*** INPUT DATA ***
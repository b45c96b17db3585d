//! Workflow steps bundled with provisio.

pub mod aws;
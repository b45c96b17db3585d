//! Removes a node's instances from AWS.

use crate::gateway::{ComputeGateway, GatewayFactory, Instance, TagFilter};
use async_trait::async_trait;
use provisio_core::{Config, Context, Output, Step, StepName, WorkflowError};
use std::fmt;
use std::sync::Arc;
use tracing::{debug, error, info};

/// Name the step is registered under.
pub const DELETE_NODE_STEP_NAME: &str = "aws_delete_node";

/// Terminates every instance tagged with the node's name and cancels the
/// spot requests behind them.
///
/// Deleting a node that has no instances left succeeds without touching
/// the provider, so the step can be re-run safely.
pub struct DeleteNodeStep {
    gateways: Arc<dyn GatewayFactory>,
}

impl fmt::Debug for DeleteNodeStep {
    fn fmt(&self, f: &mut fmt::Formatter<'_>) -> fmt::Result {
        f.debug_struct("DeleteNodeStep").finish_non_exhaustive()
    }
}

impl DeleteNodeStep {
    /// Creates the step; `gateways` builds a fresh gateway for every run.
    pub fn new(gateways: impl GatewayFactory + 'static) -> Self {
        Self {
            gateways: Arc::new(gateways),
        }
    }

    /// Creates the step from a shared factory.
    pub fn from_factory(gateways: Arc<dyn GatewayFactory>) -> Self {
        Self { gateways }
    }

    /// Reports a fatal error on the sink and hands it back.
    fn failed(&self, out: &mut Output, error: WorkflowError) -> WorkflowError {
        progress(out, format_args!("[{}] - failed: {}", self.name(), error));
        error
    }
}

/// Provider resources backing one logical node.
#[derive(Debug, Default, PartialEq, Eq)]
struct Targets {
    instance_ids: Vec<String>,
    spot_request_ids: Vec<String>,
}

impl Targets {
    fn collect(instances: &[Instance]) -> Self {
        let mut targets = Targets::default();
        for instance in instances {
            targets.instance_ids.push(instance.id.clone());
            if let Some(spot) = &instance.spot_request_id {
                targets.spot_request_ids.push(spot.clone());
            }
        }
        targets
    }
}

/// Writes a progress line to the caller's sink. A broken sink never
/// fails the step.
fn progress(out: &mut Output, line: fmt::Arguments<'_>) {
    if let Err(e) = writeln!(out, "{}", line) {
        debug!("dropping progress line: {}", e);
    }
}

#[async_trait]
impl Step for DeleteNodeStep {
    fn name(&self) -> StepName {
        StepName::new(DELETE_NODE_STEP_NAME)
    }

    fn description(&self) -> &str {
        "Deletes node in aws cluster"
    }

    async fn run(&self, ctx: &Context, out: &mut Output, cfg: &Config) -> Result<(), WorkflowError> {
        let node = cfg.node.name.as_str();
        info!("[{}] - deleting node {}", self.name(), node);

        let gateway = self.gateways.connect(&cfg.aws).map_err(|e| {
            error!("Error getting service {}", e);
            self.failed(
                out,
                WorkflowError::Authorization {
                    step_name: self.name(),
                    details: e.to_string(),
                },
            )
        })?;

        let filter = TagFilter::node_name(node);
        debug!("Get instance by name filter {}", filter);
        let instances = gateway
            .describe_instances(ctx, &filter)
            .await
            .map_err(|e| {
                self.failed(
                    out,
                    WorkflowError::Lookup {
                        step_name: self.name(),
                        node: node.to_string(),
                        details: e.to_string(),
                    },
                )
            })?;

        let targets = Targets::collect(&instances);
        debug!("Got {} instances for node {}", targets.instance_ids.len(), node);

        if targets.instance_ids.is_empty() {
            info!(
                "[{}] - node {} not found in cluster {}",
                self.name(),
                node,
                cfg.cluster.name
            );
            progress(
                out,
                format_args!("[{}] - node {} is already gone", self.name(), node),
            );
            return Ok(());
        }

        debug!(
            "Node to be deleted Name: {} AWS id: {:?}",
            node, targets.instance_ids
        );
        progress(
            out,
            format_args!(
                "[{}] - terminating {} for node {}",
                self.name(),
                targets.instance_ids.join(", "),
                node
            ),
        );
        gateway
            .terminate_instances(ctx, &targets.instance_ids)
            .await
            .map_err(|e| {
                self.failed(
                    out,
                    WorkflowError::Termination {
                        step_name: self.name(),
                        instance_ids: targets.instance_ids.clone(),
                        details: e.to_string(),
                    },
                )
            })?;

        if let Err(e) = gateway
            .cancel_spot_requests(ctx, &targets.spot_request_ids)
            .await
        {
            error!(
                "cancel spot requests {:?} caused {}",
                targets.spot_request_ids, e
            );
            progress(
                out,
                format_args!(
                    "[{}] - could not cancel spot requests {}: {}",
                    self.name(),
                    targets.spot_request_ids.join(", "),
                    e
                ),
            );
        }

        progress(out, format_args!("[{}] - finished successfully", self.name()));
        Ok(())
    }

    async fn rollback(
        &self,
        _ctx: &Context,
        _out: &mut Output,
        _cfg: &Config,
    ) -> Result<(), WorkflowError> {
        Ok(())
    }
}
//! Registry of the steps a host program makes available to the engine.

use provisio_core::{Step, StepName, WorkflowError};
use std::collections::HashMap;
use std::fmt;
use std::sync::Arc;
use tracing::debug;

/// Steps keyed by name.
///
/// Built once at start-up with [`StepRegistry::builder`]; the engine then
/// looks steps up by the names its workflow configuration lists.
pub struct StepRegistry {
    steps: HashMap<StepName, Arc<dyn Step>>,
}

impl fmt::Debug for StepRegistry {
    fn fmt(&self, f: &mut fmt::Formatter<'_>) -> fmt::Result {
        f.debug_struct("StepRegistry")
            .field("steps", &self.names())
            .finish()
    }
}

impl StepRegistry {
    /// Creates a new registry builder.
    pub fn builder() -> StepRegistryBuilder {
        StepRegistryBuilder::new()
    }

    /// Returns the step registered under `name`.
    pub fn get(&self, name: &str) -> Option<Arc<dyn Step>> {
        self.steps.get(name).cloned()
    }

    /// Returns `true` if a step with the given name exists.
    pub fn contains(&self, name: &str) -> bool {
        self.steps.contains_key(name)
    }

    /// Returns all registered names in sorted order.
    pub fn names(&self) -> Vec<StepName> {
        let mut names: Vec<StepName> = self.steps.keys().cloned().collect();
        names.sort();
        names
    }

    /// Returns `(name, description)` pairs in name order.
    pub fn describe(&self) -> Vec<(StepName, String)> {
        self.names()
            .into_iter()
            .filter_map(|name| {
                let description = self.steps.get(&name)?.description().to_string();
                Some((name, description))
            })
            .collect()
    }

    /// Returns the number of registered steps.
    pub fn len(&self) -> usize {
        self.steps.len()
    }

    /// Returns `true` if no steps are registered.
    pub fn is_empty(&self) -> bool {
        self.steps.is_empty()
    }
}

/// Builder for constructing a [`StepRegistry`].
#[derive(Default)]
pub struct StepRegistryBuilder {
    steps: Vec<Arc<dyn Step>>,
}

impl StepRegistryBuilder {
    /// Creates a new empty builder.
    pub fn new() -> Self {
        Self { steps: Vec::new() }
    }

    /// Adds a step under its own name.
    pub fn register<S: Step + 'static>(self, step: S) -> Self {
        self.register_shared(Arc::new(step))
    }

    /// Adds an already shared step.
    pub fn register_shared(mut self, step: Arc<dyn Step>) -> Self {
        self.steps.push(step);
        self
    }

    /// Builds the registry.
    ///
    /// Fails if two steps share a name or a step depends on a name that
    /// was never registered.
    pub fn build(self) -> Result<StepRegistry, WorkflowError> {
        let mut steps = HashMap::with_capacity(self.steps.len());
        for step in self.steps {
            let name = step.name();
            if steps.contains_key(&name) {
                return Err(WorkflowError::DuplicateStep(name));
            }
            debug!("registered step {}", name);
            steps.insert(name, step);
        }

        for step in steps.values() {
            if let Some(missing) = step
                .depends()
                .into_iter()
                .find(|dep| !steps.contains_key(dep))
            {
                return Err(WorkflowError::StepNotFound(missing));
            }
        }

        Ok(StepRegistry { steps })
    }
}
//! Deletes a spot-backed node through the in-memory gateway.
//!
//! Run with `RUST_LOG=debug` to see the step's structured logs next to
//! its progress output.

use provisio::gateway::{InMemoryGateway, Instance, RetryPolicy, RetryingGateway};
use provisio::prelude::*;
use std::sync::Arc;
use std::time::Duration;

const RUN_CONFIG: &str = r#"{
    "node": { "name": "worker-3", "region": "us-west-2" },
    "cluster": { "name": "demo" },
    "awsConfig": { "keyId": "AKIADEMO", "secret": "demo", "region": "us-west-2" }
}"#;

#[tokio::main]
async fn main() -> Result<(), Box<dyn std::error::Error>> {
    tracing_subscriber::fmt::init();

    let cloud = InMemoryGateway::with_instances([
        Instance::new("i-0a1b")
            .with_node_name("worker-3")
            .with_spot_request("sir-77"),
        Instance::new("i-0c2d").with_node_name("worker-4"),
    ]);
    // The first terminate request gets throttled; the retrying gateway absorbs it.
    cloud.fail_terminate_times(1, GatewayError::Throttled("RequestLimitExceeded".into()));

    let connect = {
        let cloud = cloud.clone();
        move |cfg: &AwsConfig| -> Result<Box<dyn ComputeGateway>, GatewayError> {
            let gateway = cloud.factory().connect(cfg)?;
            Ok(Box::new(RetryingGateway::new(
                gateway,
                RetryPolicy::exponential(3, Duration::from_millis(200)),
            )))
        }
    };

    let registry = provisio::steps::aws::register(StepRegistry::builder(), Arc::new(connect)).build()?;
    for (name, description) in registry.describe() {
        println!("{}: {}", name, description);
    }

    let cfg: Config = serde_json::from_str(RUN_CONFIG)?;
    let step = registry
        .get(DELETE_NODE_STEP_NAME)
        .ok_or_else(|| WorkflowError::StepNotFound(StepName::new(DELETE_NODE_STEP_NAME)))?;

    let ctx = Context::new().with_timeout(Duration::from_secs(30));
    let mut out = std::io::stdout();

    match step.run(&ctx, &mut out, &cfg).await {
        Ok(()) => {
            println!("terminated: {}", cloud.is_terminated("i-0a1b"));
            println!("cancelled spot requests: {:?}", cloud.cancelled_spot_requests());
        }
        Err(error) => {
            eprintln!("Step failed: {}", error);
            step.rollback(&ctx, &mut out, &cfg).await?;
        }
    }

    Ok(())
}
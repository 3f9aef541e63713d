// src/gui/mod.rs
pub mod actions;
pub mod app;
pub mod components;
pub mod theme;

pub use app::run;
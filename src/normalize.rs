// src/normalize.rs
//
// Raw worksheet → typed runs.
//
// - Header names are trimmed; columns are found by exact (trimmed) name.
// - `KM` is required. `Datum`, `KW`, `Gruppe`, `Name` are optional; a missing
//   optional column switches the dependent features off.
// - Bad cells never fail the table: the field becomes `None` and the row stays.

use chrono::NaiveDate;
use thiserror::Error;

use crate::config::consts::{COL_DATE, COL_GROUP, COL_KM, COL_NAME, COL_WEEK, DATE_FORMAT};
use crate::source::{Cell, RawTable};
use crate::week::week_label;

static EMPTY: Cell = Cell::Empty;

#[derive(Debug, Error, PartialEq, Eq)]
pub enum NormalizeError {
    #[error("column '{0}' not found in the sheet")]
    MissingColumn(&'static str),
}

/// One reported run.
#[derive(Clone, Debug, PartialEq)]
pub struct Run {
    /// Position in the source table (0-based, header excluded).
    pub row: usize,
    /// `None` = missing/unparseable; counts as 0 in every sum.
    pub km: Option<f64>,
    pub date: Option<NaiveDate>,
    pub week: Option<u32>,
    /// Categorical form of `week` (`""` when unknown).
    pub week_label: String,
    pub group: Option<String>,
    pub name: Option<String>,
}

impl Run {
    pub fn km_or_zero(&self) -> f64 {
        self.km.unwrap_or(0.0)
    }
}

#[derive(Clone, Debug, Default, PartialEq, Eq)]
pub struct NormalizeStats {
    pub invalid_km: usize,
    pub invalid_dates: usize,
    pub invalid_weeks: usize,
}

#[derive(Clone, Debug)]
pub struct Normalized {
    /// Trimmed header names, same order as the raw table.
    pub headers: Vec<String>,
    pub runs: Vec<Run>,
    pub has_groups: bool,
    pub has_names: bool,
    pub has_weeks: bool,
    pub stats: NormalizeStats,
}

impl Normalized {
    pub fn total_km(&self) -> f64 {
        self.runs.iter().map(Run::km_or_zero).sum()
    }

    /// Zero rows or zero total distance: nothing worth charting.
    pub fn is_without_data(&self) -> bool {
        self.runs.is_empty() || self.total_km() == 0.0
    }
}

pub fn normalize(raw: &RawTable) -> Result<Normalized, NormalizeError> {
    let headers: Vec<String> = raw.headers.iter().map(|h| s!(h.trim())).collect();
    let col = |name: &str| headers.iter().position(|h| h == name);

    let km_col = col(COL_KM).ok_or(NormalizeError::MissingColumn(COL_KM))?;
    let date_col = col(COL_DATE);
    let week_col = col(COL_WEEK);
    let group_col = col(COL_GROUP);
    let name_col = col(COL_NAME);

    if date_col.is_none() { logw!("Normalize: no '{}' column, dates unavailable", COL_DATE); }
    if week_col.is_none() { logw!("Normalize: no '{}' column, week charts disabled", COL_WEEK); }

    let mut stats = NormalizeStats::default();
    let mut runs = Vec::with_capacity(raw.rows.len());

    for (row, cells) in raw.rows.iter().enumerate() {
        let cell = |c: Option<usize>| c.and_then(|i| cells.get(i)).unwrap_or(&EMPTY);

        let km = parse_km(cell(Some(km_col)));
        if km.is_none() { stats.invalid_km += 1; }

        let date = date_col.and_then(|i| cells.get(i)).and_then(parse_date);
        if date_col.is_some() && date.is_none() { stats.invalid_dates += 1; }

        let week = week_col.and_then(|i| cells.get(i)).and_then(parse_week);
        if week_col.is_some() && week.is_none() { stats.invalid_weeks += 1; }

        runs.push(Run {
            row,
            km,
            date,
            week,
            week_label: week_label(week),
            group: group_col.and_then(|_| parse_label(cell(group_col))),
            name: name_col.and_then(|_| parse_label(cell(name_col))),
        });
    }

    logf!(
        "Normalize: rows={}, invalid km={}, invalid dates={}, invalid weeks={}, groups={}, names={}",
        runs.len(), stats.invalid_km, stats.invalid_dates, stats.invalid_weeks,
        group_col.is_some(), name_col.is_some()
    );

    Ok(Normalized {
        headers,
        runs,
        has_groups: group_col.is_some(),
        has_names: name_col.is_some(),
        has_weeks: week_col.is_some(),
        stats,
    })
}

/// Non-negative finite distance. Text accepts a decimal comma (`5,3`).
pub fn parse_km(cell: &Cell) -> Option<f64> {
    let v = match cell {
        Cell::Number(n) => *n,
        Cell::Text(t) => {
            let t = t.trim();
            let t = if t.contains(',') && !t.contains('.') { t.replace(',', ".") } else { s!(t) };
            t.parse::<f64>().ok()?
        }
        Cell::Empty => return None,
    };
    (v.is_finite() && v >= 0.0).then_some(v)
}

/// `day.month.year`, e.g. `03.11.2025`.
pub fn parse_date(cell: &Cell) -> Option<NaiveDate> {
    match cell {
        Cell::Text(t) => NaiveDate::parse_from_str(t.trim(), DATE_FORMAT).ok(),
        _ => None,
    }
}

/// Calendar week 1..=53. Integral floats (`47.0`) are accepted.
pub fn parse_week(cell: &Cell) -> Option<u32> {
    let v = match cell {
        Cell::Number(n) => *n,
        Cell::Text(t) => t.trim().parse::<f64>().ok()?,
        Cell::Empty => return None,
    };
    // ISO years with 53 weeks exist; 53 is a valid week.
    if v.fract() != 0.0 || !(1.0..=53.0).contains(&v) {
        return None;
    }
    Some(v as u32)
}

/// Trimmed label; blank cells have no label.
pub fn parse_label(cell: &Cell) -> Option<String> {
    let s = cell.to_string();
    let s = s.trim();
    (!s.is_empty()).then(|| s!(s))
}
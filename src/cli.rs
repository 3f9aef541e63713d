// src/cli.rs
use std::{env, fmt::Write as _, path::PathBuf};

use crate::config::options::{AppOptions, ExportFormat, ExportType, SourceKind};
use crate::dashboard::{self, NO_DATA_NOTICE, Outcome, ViewModel};
use crate::filter::{Choice, Selection, WeekChoice};
use crate::source::{self, FetchCache};
use crate::view::{ChartSpec, Leaderboard, Plot};

const BAR_WIDTH: usize = 30;

#[derive(Clone, Debug, Default, PartialEq)]
pub struct CliArgs {
    pub options: AppOptions,
    pub selection: Selection,
    /// `--export` given
    pub export: bool,
    pub refresh: bool,
    pub help: bool,
}

pub fn run() -> Result<(), Box<dyn std::error::Error>> {
    let args = parse_args(env::args().skip(1))?;
    if args.help {
        eprintln!(include_str!("cli_help.txt"));
        return Ok(());
    }

    logf!("CLI: {} / {:?}", args.options.source.describe(), args.selection);
    let src = source::from_options(&args.options.source)?;
    let mut cache = FetchCache::new(src);
    let outcome = if args.refresh {
        dashboard::reload(&mut cache)?
    } else {
        dashboard::load(&mut cache)?
    };

    let dash = match outcome {
        Outcome::Ready(d) => d,
        Outcome::NoData { .. } => {
            println!("{NO_DATA_NOTICE}");
            return Ok(());
        }
    };

    let vm = dashboard::render(&dash, &args.selection);
    if vm.selection != args.selection {
        eprintln!("Hinweis: Auswahl angepasst auf {} / {} / {}", vm.selection.group, vm.selection.runner, vm.selection.week);
    }
    print!("{}", render_text(&vm));

    if args.export {
        let written = crate::file::write_export(&args.options.export, &vm.detail)?;
        for p in written {
            eprintln!("Wrote {}", p.display());
        }
    }
    Ok(())
}

pub fn parse_args<I: IntoIterator<Item = String>>(argv: I) -> Result<CliArgs, Box<dyn std::error::Error>> {
    let mut out = CliArgs::default();
    out.options.export.include_headers = false;
    let mut sheet_id: Option<String> = None;
    let mut worksheet: Option<String> = None;
    let mut export_path: Option<String> = None;

    let mut args = argv.into_iter();
    while let Some(a) = args.next() {
        match a.as_str()
        {
            "--credentials" => out.options.source.credentials = Some(PathBuf::from(args.next().ok_or("Missing value for --credentials")?)),
            "--csv" => out.options.source.kind = SourceKind::Csv(PathBuf::from(args.next().ok_or("Missing value for --csv")?)),
            "--sheet" => sheet_id = Some(args.next().ok_or("Missing value for --sheet")?),
            "--worksheet" => worksheet = Some(args.next().ok_or("Missing value for --worksheet")?),
            "--group" => out.selection.group = Choice::Only(args.next().ok_or("Missing value for --group")?.trim().to_string()),
            "--runner" => out.selection.runner = Choice::Only(args.next().ok_or("Missing value for --runner")?.trim().to_string()),
            "--week" => {
                let v: u32 = args.next().ok_or("Missing value for --week")?.trim().parse()?;
                if !(1..=53).contains(&v) { return Err(format!("Week out of range (1..53): {v}").into()); }
                out.selection.week = WeekChoice::Week(v); }
            "--export" | "-o" => export_path = Some(args.next().ok_or("Missing output path")?),
            "--format" => {
                let v = args.next().ok_or("Missing value for --format")?;
                out.options.export.format = match v.to_ascii_lowercase().as_str() {
                    "csv" => ExportFormat::Csv,
                    "tsv" => ExportFormat::Tsv,
                    other => return Err(format!("Unknown format: {}", other).into()),
                };}
            "--per-group" => out.options.export.export_type = ExportType::PerGroup,
            "--include-headers" => out.options.export.include_headers = true,
            "--refresh" => out.refresh = true,
            "-h" | "--help" => out.help = true,
            _ => return Err(format!("Unknown arg: {}", a).into()),
        }
    }

    if sheet_id.is_some() || worksheet.is_some() {
        if matches!(out.options.source.kind, SourceKind::Csv(_)) {
            return Err("--csv cannot be combined with --sheet/--worksheet".into());
        }
        if let SourceKind::Sheet { sheet_id: id, worksheet: ws } = &mut out.options.source.kind {
            if let Some(v) = sheet_id { *id = v; }
            if let Some(v) = worksheet { *ws = v; }
        }
    }

    // Path last: its meaning depends on --per-group.
    if let Some(p) = export_path {
        out.options.export.set_path(&p);
        out.export = true;
    }
    Ok(out)
}

/// Plain-text rendition of a view model.
pub fn render_text(vm: &ViewModel) -> String {
    let mut s = String::new();
    let _ = writeln!(s, "== Laufchallenge Übersicht ==");
    if let Some(at) = &vm.loaded_at {
        let _ = writeln!(s, "Letzte Aktualisierung der Daten: {at}");
    }
    let _ = writeln!(s, "Auswahl: {} | Zeitraum: {}", vm.filter_label, vm.period);
    s.push('\n');

    for m in &vm.metrics {
        let _ = writeln!(s, "{:<20} {}", m.label, m.value);
    }
    if let Some(records) = &vm.records {
        s.push('\n');
        for m in records {
            let _ = writeln!(s, "{:<36} {}", m.label, m.value);
            if let Some(c) = &m.caption {
                let _ = writeln!(s, "    {c}");
            }
        }
    }

    for chart in [&vm.group_bars, &vm.runner_bars, &vm.weekly, &vm.cumulative].into_iter().flatten() {
        s.push('\n');
        write_chart(&mut s, chart);
    }
    for board in [&vm.team_board, &vm.runner_board].into_iter().flatten() {
        s.push('\n');
        write_board(&mut s, board);
    }
    for n in &vm.notices {
        let _ = writeln!(s, "\n{n}");
    }
    let _ = writeln!(s, "\nDetailübersicht: {} Zeile(n)", vm.detail.rows.len());
    s
}

fn write_chart(s: &mut String, chart: &ChartSpec) {
    let _ = writeln!(s, "-- {} --", chart.title);
    let max = chart.max_value();
    let width = chart.categories.iter().map(|c| c.chars().count()).max().unwrap_or(0);
    match &chart.plot {
        Plot::Bars(bars) => {
            for (label, bar) in chart.categories.iter().zip(bars) {
                let mark = if bar.emphasized { '>' } else { ' ' };
                let _ = writeln!(s, "{mark} {label:<width$} {:>10} {}", km!(bar.value), bar_text(bar.value, max));
            }
        }
        Plot::Lines(lines) => {
            // Last cumulative value per series.
            for line in lines {
                let last = line.points.iter().rev().flatten().next().copied().unwrap_or(0.0);
                let _ = writeln!(s, "  {:<width$} {:>10} {}", line.name, km!(last), bar_text(last, max));
            }
        }
    }
}

fn write_board(s: &mut String, board: &Leaderboard) {
    let _ = writeln!(s, "-- {} --", board.title);
    for r in &board.rows {
        let filled = (r.fraction * BAR_WIDTH as f64).round() as usize;
        let _ = writeln!(s, "{:>3}. {:<24} {:>10} {}", r.rank, r.label, km!(r.total_km), "#".repeat(filled));
    }
}

fn bar_text(value: f64, max: f64) -> String {
    if max <= 0.0 {
        return s!();
    }
    "#".repeat(((value / max) * BAR_WIDTH as f64).round() as usize)
}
***
◆ WORK TO COMPLETE
An answer consisting of the number alone is required: how many lines in the entries hold the string "GatewayFactory"?

◆ COMPLETED TASK
4